### Problem requirements
Go through the listing below and return every line exactly.

=== Records for the exercise ===

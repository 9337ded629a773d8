//! Authentication service.
//!
//! Password registration/login plus opaque bearer sessions. Tokens are 32
//! random bytes (URL-safe base64); only their SHA-256 digest is stored, so a
//! leaked session table cannot be replayed.

mod error;

pub use error::AuthError;

use std::time::Duration;

use argon2::{
    Argon2,
    password_hash::{PasswordHash, PasswordHasher, PasswordVerifier, SaltString, rand_core::OsRng},
};
use base64::{Engine, engine::general_purpose::URL_SAFE_NO_PAD};
use chrono::{TimeDelta, Utc};
use rand::RngCore;
use secrecy::SecretString;
use sha2::{Digest, Sha256};

use contacts_core::Username;

use crate::db::{RepositoryError, SessionStore, UserStore};
use crate::models::{AuthenticatedUser, IssuedToken, User};

/// Minimum password length.
const MIN_PASSWORD_LENGTH: usize = 8;

/// Maximum password length (bounds hashing cost).
const MAX_PASSWORD_LENGTH: usize = 1024;

/// Random bytes per bearer token.
const TOKEN_BYTES: usize = 32;

/// Authentication service.
///
/// Handles registration, login, token verification and logout.
pub struct AuthService<'a, S: ?Sized> {
    store: &'a S,
    token_ttl: Duration,
}

impl<'a, S> AuthService<'a, S>
where
    S: UserStore + SessionStore + ?Sized,
{
    /// Create a new authentication service.
    #[must_use]
    pub const fn new(store: &'a S, token_ttl: Duration) -> Self {
        Self { store, token_ttl }
    }

    /// Register a new user with username and password.
    ///
    /// # Errors
    ///
    /// Returns `AuthError::InvalidUsername` if the username format is invalid.
    /// Returns `AuthError::WeakPassword` if the password doesn't meet requirements.
    /// Returns `AuthError::UserAlreadyExists` if the username is already registered.
    pub async fn register(&self, username: &str, password: &str) -> Result<User, AuthError> {
        let username = Username::parse(username)?;
        validate_password(password)?;
        let password_hash = hash_password(password)?;

        let user = self
            .store
            .create_user(&username, &password_hash)
            .await
            .map_err(|e| match e {
                RepositoryError::Conflict(_) => AuthError::UserAlreadyExists,
                other => AuthError::Repository(other),
            })?;

        tracing::info!(user_id = %user.id, username = %user.username, "User registered");
        Ok(user)
    }

    /// Login with username and password, issuing a bearer token.
    ///
    /// # Errors
    ///
    /// Returns `AuthError::InvalidCredentials` if the username/password is wrong,
    /// including when the username is not even well-formed.
    pub async fn login(
        &self,
        username: &str,
        password: &str,
    ) -> Result<(User, IssuedToken), AuthError> {
        let username = Username::parse(username).map_err(|_| AuthError::InvalidCredentials)?;

        let (user, password_hash) = self
            .store
            .find_credentials(&username)
            .await?
            .ok_or(AuthError::InvalidCredentials)?;

        verify_password(password, &password_hash)?;

        let now = Utc::now();
        match self.store.purge_expired_sessions(now).await {
            Ok(0) => {}
            Ok(purged) => tracing::debug!(purged, "Purged expired sessions"),
            Err(e) => tracing::warn!(error = %e, "Failed to purge expired sessions"),
        }

        let token = generate_token();
        let ttl = TimeDelta::from_std(self.token_ttl).unwrap_or_else(|_| TimeDelta::hours(24));
        let expires_at = now + ttl;

        self.store
            .create_session(user.id, &token_digest(&token), expires_at)
            .await?;

        tracing::info!(user_id = %user.id, "User logged in");

        Ok((
            user,
            IssuedToken {
                token: SecretString::from(token),
                expires_at,
            },
        ))
    }

    /// Resolve a bearer token to the user it was issued to.
    ///
    /// # Errors
    ///
    /// Returns `AuthError::Unauthorized` if the token is unknown, revoked or expired.
    pub async fn authenticate(&self, token: &str) -> Result<AuthenticatedUser, AuthError> {
        if token.is_empty() {
            return Err(AuthError::Unauthorized);
        }

        self.store
            .find_session_user(&token_digest(token), Utc::now())
            .await?
            .map(AuthenticatedUser::from)
            .ok_or(AuthError::Unauthorized)
    }

    /// Revoke a bearer token.
    ///
    /// # Errors
    ///
    /// Returns `AuthError::Repository` if the database operation fails.
    pub async fn logout(&self, token: &str) -> Result<(), AuthError> {
        let revoked = self.store.delete_session(&token_digest(token)).await?;
        tracing::debug!(revoked, "Session revoked");
        Ok(())
    }
}

/// Generate a new opaque bearer token.
fn generate_token() -> String {
    let mut bytes = [0u8; TOKEN_BYTES];
    rand::rng().fill_bytes(&mut bytes);
    URL_SAFE_NO_PAD.encode(bytes)
}

/// Digest under which a token is stored.
fn token_digest(token: &str) -> String {
    hex::encode(Sha256::digest(token.as_bytes()))
}

/// Validate password meets requirements.
fn validate_password(password: &str) -> Result<(), AuthError> {
    if password.chars().count() < MIN_PASSWORD_LENGTH {
        return Err(AuthError::WeakPassword(format!(
            "password must be at least {MIN_PASSWORD_LENGTH} characters"
        )));
    }

    if password.len() > MAX_PASSWORD_LENGTH {
        return Err(AuthError::WeakPassword(format!(
            "password must be at most {MAX_PASSWORD_LENGTH} bytes"
        )));
    }

    Ok(())
}

/// Hash a password using Argon2id.
fn hash_password(password: &str) -> Result<String, AuthError> {
    let salt = SaltString::generate(&mut OsRng);
    let argon2 = Argon2::default();

    argon2
        .hash_password(password.as_bytes(), &salt)
        .map(|hash| hash.to_string())
        .map_err(|_| AuthError::PasswordHash)
}

/// Verify a password against a hash.
fn verify_password(password: &str, hash: &str) -> Result<(), AuthError> {
    let parsed_hash = PasswordHash::new(hash).map_err(|_| AuthError::InvalidCredentials)?;
    let argon2 = Argon2::default();

    argon2
        .verify_password(password.as_bytes(), &parsed_hash)
        .map_err(|_| AuthError::InvalidCredentials)
}
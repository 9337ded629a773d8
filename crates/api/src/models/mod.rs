//! Domain models for the contacts API.
//!
//! These types represent validated domain objects separate from database row
//! types and from request payloads.

pub mod contact;
pub mod session;
pub mod user;

pub use contact::{Contact, ContactChanges, NewContact};
pub use session::{AuthenticatedUser, IssuedToken};
pub use user::User;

===

### Answer area
repository 9337ded629a773d8
//! Authentication service.
//!
//! Password registration/login plus opaque bearer sessions. Tokens are 32
//! random bytes (URL-safe base64); only their SHA-256 digest is stored, so a
//! leaked session table cannot be replayed.

mod error;

pub use error::AuthError;

use std::time::Duration;

use argon2::{
    Argon2,
    password_hash::{PasswordHash, PasswordHasher, PasswordVerifier, SaltString, rand_core::OsRng},
};
use base64::{Engine, engine::general_purpose::URL_SAFE_NO_PAD};
use chrono::{TimeDelta, Utc};
use rand::RngCore;
use secrecy::SecretString;
use sha2::{Digest, Sha256};

use contacts_core::Username;

use crate::db::{RepositoryError, SessionStore, UserStore};
use crate::models::{AuthenticatedUser, IssuedToken, User};

/// Minimum password length.
const MIN_PASSWORD_LENGTH: usize = 8;

/// Maximum password length (bounds hashing cost).
const MAX_PASSWORD_LENGTH: usize = 1024;

/// Random bytes per bearer token.
const TOKEN_BYTES: usize = 32;

/// Authentication service.
///
/// Handles registration, login, token verification and logout.
pub struct AuthService<'a, S: ?Sized> {
    store: &'a S,
    token_ttl: Duration,
}

impl<'a, S> AuthService<'a, S>
where
    S: UserStore + SessionStore + ?Sized,
{
    /// Create a new authentication service.
    #[must_use]
    pub const fn new(store: &'a S, token_ttl: Duration) -> Self {
        Self { store, token_ttl }
    }

    /// Register a new user with username and password.
    ///
    /// # Errors
    ///
    /// Returns `AuthError::InvalidUsername` if the username format is invalid.
    /// Returns `AuthError::WeakPassword` if the password doesn't meet requirements.
    /// Returns `AuthError::UserAlreadyExists` if the username is already registered.
    pub async fn register(&self, username: &str, password: &str) -> Result<User, AuthError> {
        let username = Username::parse(username)?;
        validate_password(password)?;
        let password_hash = hash_password(password)?;

        let user = self
            .store
            .create_user(&username, &password_hash)
            .await
            .map_err(|e| match e {
                RepositoryError::Conflict(_) => AuthError::UserAlreadyExists,
                other => AuthError::Repository(other),
            })?;

        tracing::info!(user_id = %user.id, username = %user.username, "User registered");
        Ok(user)
    }

    /// Login with username and password, issuing a bearer token.
    ///
    /// # Errors
    ///
    /// Returns `AuthError::InvalidCredentials` if the username/password is wrong,
    /// including when the username is not even well-formed.
    pub async fn login(
        &self,
        username: &str,
        password: &str,
    ) -> Result<(User, IssuedToken), AuthError> {
        let username = Username::parse(username).map_err(|_| AuthError::InvalidCredentials)?;

        let (user, password_hash) = self
            .store
            .find_credentials(&username)
            .await?
            .ok_or(AuthError::InvalidCredentials)?;

        verify_password(password, &password_hash)?;

        let now = Utc::now();
        match self.store.purge_expired_sessions(now).await {
            Ok(0) => {}
            Ok(purged) => tracing::debug!(purged, "Purged expired sessions"),
            Err(e) => tracing::warn!(error = %e, "Failed to purge expired sessions"),
        }

        let token = generate_token();
        let ttl = TimeDelta::from_std(self.token_ttl).unwrap_or_else(|_| TimeDelta::hours(24));
        let expires_at = now + ttl;

        self.store
            .create_session(user.id, &token_digest(&token), expires_at)
            .await?;

        tracing::info!(user_id = %user.id, "User logged in");

        Ok((
            user,
            IssuedToken {
                token: SecretString::from(token),
                expires_at,
            },
        ))
    }

    /// Resolve a bearer token to the user it was issued to.
    ///
    /// # Errors
    ///
    /// Returns `AuthError::Unauthorized` if the token is unknown, revoked or expired.
    pub async fn authenticate(&self, token: &str) -> Result<AuthenticatedUser, AuthError> {
        if token.is_empty() {
            return Err(AuthError::Unauthorized);
        }

        self.store
            .find_session_user(&token_digest(token), Utc::now())
            .await?
            .map(AuthenticatedUser::from)
            .ok_or(AuthError::Unauthorized)
    }

    /// Revoke a bearer token.
    ///
    /// # Errors
    ///
    /// Returns `AuthError::Repository` if the database operation fails.
    pub async fn logout(&self, token: &str) -> Result<(), AuthError> {
        let revoked = self.store.delete_session(&token_digest(token)).await?;
        tracing::debug!(revoked, "Session revoked");
        Ok(())
    }
}

/// Generate a new opaque bearer token.
fn generate_token() -> String {
    let mut bytes = [0u8; TOKEN_BYTES];
    rand::rng().fill_bytes(&mut bytes);
    URL_SAFE_NO_PAD.encode(bytes)
}

/// Digest under which a token is stored.
fn token_digest(token: &str) -> String {
    hex::encode(Sha256::digest(token.as_bytes()))
}

/// Validate password meets requirements.
fn validate_password(password: &str) -> Result<(), AuthError> {
    if password.chars().count() < MIN_PASSWORD_LENGTH {
        return Err(AuthError::WeakPassword(format!(
            "password must be at least {MIN_PASSWORD_LENGTH} characters"
        )));
    }

    if password.len() > MAX_PASSWORD_LENGTH {
        return Err(AuthError::WeakPassword(format!(
            "password must be at most {MAX_PASSWORD_LENGTH} bytes"
        )));
    }

    Ok(())
}

/// Hash a password using Argon2id.
fn hash_password(password: &str) -> Result<String, AuthError> {
    let salt = SaltString::generate(&mut OsRng);
    let argon2 = Argon2::default();

    argon2
        .hash_password(password.as_bytes(), &salt)
        .map(|hash| hash.to_string())
        .map_err(|_| AuthError::PasswordHash)
}

/// Verify a password against a hash.
fn verify_password(password: &str, hash: &str) -> Result<(), AuthError> {
    let parsed_hash = PasswordHash::new(hash).map_err(|_| AuthError::InvalidCredentials)?;
    let argon2 = Argon2::default();

    argon2
        .verify_password(password.as_bytes(), &parsed_hash)
        .map_err(|_| AuthError::InvalidCredentials)
}
repository 9337ded629a773d8
filename crates/api/src/models/mod.rs
//! Domain models for the contacts API.
//!
//! These types represent validated domain objects separate from database row
//! types and from request payloads.

pub mod contact;
pub mod session;
pub mod user;

pub use contact::{Contact, ContactChanges, NewContact};
pub use session::{AuthenticatedUser, IssuedToken};
pub use user::User;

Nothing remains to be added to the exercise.